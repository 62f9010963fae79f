//! # Tetherpack
//!
//! A small, bounded, schema-agnostic byte codec. It is the raw encoding that
//! every tether frame and credential file is written in.
//!
//! ## Philosophy
//!
//! - **Explicit State**: The `Writer` keeps a stack of open scopes and back-patches
//!   their lengths when they close. Nothing is buffered behind the caller's back.
//! - **TLV Architecture**: `[Tag][Length?][Value]` so readers can skip what they
//!   do not understand.
//! - **Zero-Copy Reads**: A `Reader` is a bounds-checked view over a byte slice.
//!
//! ## Format
//!
//! - **Scalars**: `[Tag: 1b][Data: N]`
//! - **Blobs**: `[Tag: 1b][Len: 4b][Data: Len]`
//! - **Scopes**: `[Tag: 1b][Len: 4b][Body: Len]`, a `Tagged` body starts with its name.
//!
//! All integers are Little-Endian.

#[cfg(test)]
mod tests;

/// Tetherpack encoding and decoding errors.
#[derive(Debug, Clone, PartialEq, Eq)]
pub enum Error {
    /// Byte does not correspond to a valid `Tag`.
    InvalidTag(u8),
    /// A valid tag was found where another was required.
    UnexpectedTag { expected: Tag, found: Tag },
    /// String data is not valid UTF-8.
    InvalidUtf8,
    /// Buffer exhausted while reading.
    UnexpectedEnd,
    /// Blob or scope length exceeds `u32::MAX`.
    TooLarge(usize),
    /// Closing a scope that is not the innermost open one.
    ScopeMismatch { expected: ScopeKind, found: ScopeKind },
    /// Closing a scope when none is open.
    ScopeUnderflow,
    /// Finishing the buffer while scopes are still open.
    ScopeStillOpen(usize),
    /// Bytes were left over after a value that should have been the last one.
    TrailingBytes(usize),
    /// A fixed-size blob had the wrong length.
    LengthMismatch { expected: usize, found: usize },
}

impl std::fmt::Display for Error {
    fn fmt(&self, f: &mut std::fmt::Formatter<'_>) -> std::fmt::Result {
        match self {
            Error::InvalidTag(b) => write!(f, "invalid tag byte {:#04x}", b),
            Error::UnexpectedTag { expected, found } => {
                write!(f, "expected {:?}, found {:?}", expected, found)
            }
            Error::InvalidUtf8 => write!(f, "string is not valid utf-8"),
            Error::UnexpectedEnd => write!(f, "unexpected end of buffer"),
            Error::TooLarge(n) => write!(f, "length {} does not fit in u32", n),
            Error::ScopeMismatch { expected, found } => {
                write!(f, "scope mismatch: closing {:?} but {:?} is open", expected, found)
            }
            Error::ScopeUnderflow => write!(f, "no scope is open"),
            Error::ScopeStillOpen(n) => write!(f, "{} scope(s) still open", n),
            Error::TrailingBytes(n) => write!(f, "{} trailing byte(s)", n),
            Error::LengthMismatch { expected, found } => {
                write!(f, "expected {} bytes, found {}", expected, found)
            }
        }
    }
}

impl std::error::Error for Error {}

/// Specialized `Result` for tetherpack operations.
pub type Result<T> = std::result::Result<T, Error>;

/// Identifies the type of the encoded item.
#[repr(u8)]
#[derive(Debug, Clone, Copy, PartialEq, Eq)]
pub enum Tag {
    Unit = 0x01,
    False = 0x02,
    True = 0x03,
    U64 = 0x04,
    I64 = 0x05,
    F64 = 0x06,

    // Blobs (Tag + u32 Len + Bytes)
    Str = 0x10,
    Bytes = 0x11,

    // Scopes (Tag + u32 Len + Body)
    List = 0x20,
    Tagged = 0x21,
}

impl Tag {
    /// Returns the Tag for a given byte, or `None` if invalid.
    pub fn from_u8(b: u8) -> Option<Self> {
        Some(match b {
            0x01 => Tag::Unit,
            0x02 => Tag::False,
            0x03 => Tag::True,
            0x04 => Tag::U64,
            0x05 => Tag::I64,
            0x06 => Tag::F64,
            0x10 => Tag::Str,
            0x11 => Tag::Bytes,
            0x20 => Tag::List,
            0x21 => Tag::Tagged,
            _ => return None,
        })
    }

    fn is_length_prefixed(self) -> bool {
        matches!(self, Tag::Str | Tag::Bytes | Tag::List | Tag::Tagged)
    }
}

/// The kind of an open `Writer` scope.
#[derive(Debug, Clone, Copy, PartialEq, Eq)]
pub enum ScopeKind {
    List,
    Tagged,
}

struct Open {
    len_pos: usize,
    kind: ScopeKind,
}

/// An append-only encoder with explicit scopes.
///
/// Every `*_begin` must be matched by the corresponding `*_end`; lengths are
/// patched in when the scope closes.
pub struct Writer {
    buf: Vec<u8>,
    open: Vec<Open>,
}

impl Default for Writer {
    fn default() -> Self {
        Self::new()
    }
}

impl Writer {
    pub fn new() -> Self {
        Self { buf: Vec::with_capacity(256), open: Vec::new() }
    }

    /// Consumes the writer and returns the encoded bytes.
    ///
    /// # Errors
    /// Returns `Error::ScopeStillOpen` if any scope was left open.
    pub fn finish(self) -> Result<Vec<u8>> {
        if !self.open.is_empty() {
            return Err(Error::ScopeStillOpen(self.open.len()));
        }
        Ok(self.buf)
    }

    fn tag(&mut self, tag: Tag) {
        self.buf.push(tag as u8);
    }

    fn len_prefix(&mut self, len: usize) -> Result<()> {
        let len = u32::try_from(len).map_err(|_| Error::TooLarge(len))?;
        self.buf.extend_from_slice(&len.to_le_bytes());
        Ok(())
    }

    pub fn unit(&mut self) { self.tag(Tag::Unit); }

    pub fn bool(&mut self, v: bool) { self.tag(if v { Tag::True } else { Tag::False }); }

    pub fn u64(&mut self, v: u64) {
        self.tag(Tag::U64);
        self.buf.extend_from_slice(&v.to_le_bytes());
    }

    pub fn i64(&mut self, v: i64) {
        self.tag(Tag::I64);
        self.buf.extend_from_slice(&v.to_le_bytes());
    }

    pub fn f64(&mut self, v: f64) {
        self.tag(Tag::F64);
        self.buf.extend_from_slice(&v.to_le_bytes());
    }

    /// Encodes a UTF-8 string blob.
    pub fn str(&mut self, v: &str) -> Result<()> {
        self.bytes_with(Tag::Str, v.as_bytes())
    }

    /// Encodes a raw byte blob.
    pub fn bytes(&mut self, v: &[u8]) -> Result<()> {
        self.bytes_with(Tag::Bytes, v)
    }

    fn bytes_with(&mut self, tag: Tag, v: &[u8]) -> Result<()> {
        self.tag(tag);
        self.len_prefix(v.len())?;
        self.buf.extend_from_slice(v);
        Ok(())
    }

    fn begin(&mut self, tag: Tag, kind: ScopeKind) {
        self.tag(tag);
        let len_pos = self.buf.len();
        self.buf.extend_from_slice(&[0; 4]);
        self.open.push(Open { len_pos, kind });
    }

    fn end(&mut self, kind: ScopeKind) -> Result<()> {
        let open = self.open.pop().ok_or(Error::ScopeUnderflow)?;
        if open.kind != kind {
            let found = open.kind;
            self.open.push(open);
            return Err(Error::ScopeMismatch { expected: kind, found });
        }
        let body_start = open.len_pos + 4;
        let body_len = self.buf.len() - body_start;
        let len = u32::try_from(body_len).map_err(|_| Error::TooLarge(body_len))?;
        self.buf[open.len_pos..body_start].copy_from_slice(&len.to_le_bytes());
        Ok(())
    }

    /// Begins a list; any number of items may follow.
    pub fn list_begin(&mut self) { self.begin(Tag::List, ScopeKind::List) }
    pub fn list_end(&mut self) -> Result<()> { self.end(ScopeKind::List) }

    /// Begins a named scope. The name is written immediately; the payload
    /// items follow until `tagged_end`.
    pub fn tagged_begin(&mut self, name: &str) -> Result<()> {
        self.begin(Tag::Tagged, ScopeKind::Tagged);
        self.str(name)
    }
    pub fn tagged_end(&mut self) -> Result<()> { self.end(ScopeKind::Tagged) }
}

/// A zero-copy, bounds-checked cursor over a byte slice.
///
/// Reading advances the cursor. Scope reads return a new `Reader` restricted
/// to the body of that scope.
#[derive(Debug, Clone)]
pub struct Reader<'a> {
    buf: &'a [u8],
}

impl<'a> Reader<'a> {
    pub fn new(buf: &'a [u8]) -> Self {
        Self { buf }
    }

    /// Returns the number of unread bytes.
    pub fn remaining(&self) -> usize {
        self.buf.len()
    }

    pub fn is_empty(&self) -> bool {
        self.buf.is_empty()
    }

    /// Fails if any bytes are left unread.
    pub fn finish(&self) -> Result<()> {
        match self.buf.len() {
            0 => Ok(()),
            n => Err(Error::TrailingBytes(n)),
        }
    }

    /// Peeks the next Tag without advancing.
    pub fn peek_tag(&self) -> Result<Tag> {
        let b = *self.buf.first().ok_or(Error::UnexpectedEnd)?;
        Tag::from_u8(b).ok_or(Error::InvalidTag(b))
    }

    fn take(&mut self, n: usize) -> Result<&'a [u8]> {
        if n > self.buf.len() {
            return Err(Error::UnexpectedEnd);
        }
        let (head, tail) = self.buf.split_at(n);
        self.buf = tail;
        Ok(head)
    }

    fn take_array<const N: usize>(&mut self) -> Result<[u8; N]> {
        let mut out = [0u8; N];
        out.copy_from_slice(self.take(N)?);
        Ok(out)
    }

    fn expect(&mut self, expected: Tag) -> Result<()> {
        let found = self.peek_tag()?;
        if found != expected {
            return Err(Error::UnexpectedTag { expected, found });
        }
        self.take(1)?;
        Ok(())
    }

    fn len_prefixed(&mut self) -> Result<&'a [u8]> {
        let len = u32::from_le_bytes(self.take_array::<4>()?) as usize;
        self.take(len)
    }

    /// Skips the next item, including everything nested inside it.
    pub fn skip(&mut self) -> Result<()> {
        let tag = self.peek_tag()?;
        self.take(1)?;
        match tag {
            Tag::Unit | Tag::False | Tag::True => {}
            Tag::U64 | Tag::I64 | Tag::F64 => { self.take(8)?; }
            t if t.is_length_prefixed() => { self.len_prefixed()?; }
            _ => {}
        }
        Ok(())
    }

    pub fn unit(&mut self) -> Result<()> { self.expect(Tag::Unit) }

    pub fn bool(&mut self) -> Result<bool> {
        match self.peek_tag()? {
            Tag::True => { self.take(1)?; Ok(true) }
            Tag::False => { self.take(1)?; Ok(false) }
            found => Err(Error::UnexpectedTag { expected: Tag::True, found }),
        }
    }

    pub fn u64(&mut self) -> Result<u64> {
        self.expect(Tag::U64)?;
        Ok(u64::from_le_bytes(self.take_array()?))
    }

    pub fn i64(&mut self) -> Result<i64> {
        self.expect(Tag::I64)?;
        Ok(i64::from_le_bytes(self.take_array()?))
    }

    pub fn f64(&mut self) -> Result<f64> {
        self.expect(Tag::F64)?;
        Ok(f64::from_le_bytes(self.take_array()?))
    }

    pub fn str(&mut self) -> Result<&'a str> {
        self.expect(Tag::Str)?;
        std::str::from_utf8(self.len_prefixed()?).map_err(|_| Error::InvalidUtf8)
    }

    pub fn bytes(&mut self) -> Result<&'a [u8]> {
        self.expect(Tag::Bytes)?;
        self.len_prefixed()
    }

    /// Reads a fixed-size byte blob, failing if the length differs.
    pub fn byte_array<const N: usize>(&mut self) -> Result<[u8; N]> {
        let raw = self.bytes()?;
        let mut out = [0u8; N];
        if raw.len() != N {
            return Err(Error::LengthMismatch { expected: N, found: raw.len() });
        }
        out.copy_from_slice(raw);
        Ok(out)
    }

    /// Enters a list and returns a reader over its items.
    pub fn list(&mut self) -> Result<Reader<'a>> {
        self.expect(Tag::List)?;
        Ok(Reader::new(self.len_prefixed()?))
    }

    /// Enters a named scope and returns `(name, payload reader)`.
    pub fn tagged(&mut self) -> Result<(&'a str, Reader<'a>)> {
        self.expect(Tag::Tagged)?;
        let mut body = Reader::new(self.len_prefixed()?);
        let name = body.str()?;
        Ok((name, body))
    }
}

## WORK REQUEST
If a line in the records holds the string "usize", copy it.

## RESULT FOR THIS EXERCISE
    TooLarge(usize),
    ScopeStillOpen(usize),
    TrailingBytes(usize),
    LengthMismatch { expected: usize, found: usize },
    len_pos: usize,
    fn len_prefix(&mut self, len: usize) -> Result<()> {
    pub fn remaining(&self) -> usize {
    fn take(&mut self, n: usize) -> Result<&'a [u8]> {
    fn take_array<const N: usize>(&mut self) -> Result<[u8; N]> {
        let len = u32::from_le_bytes(self.take_array::<4>()?) as usize;
    pub fn byte_array<const N: usize>(&mut self) -> Result<[u8; N]> {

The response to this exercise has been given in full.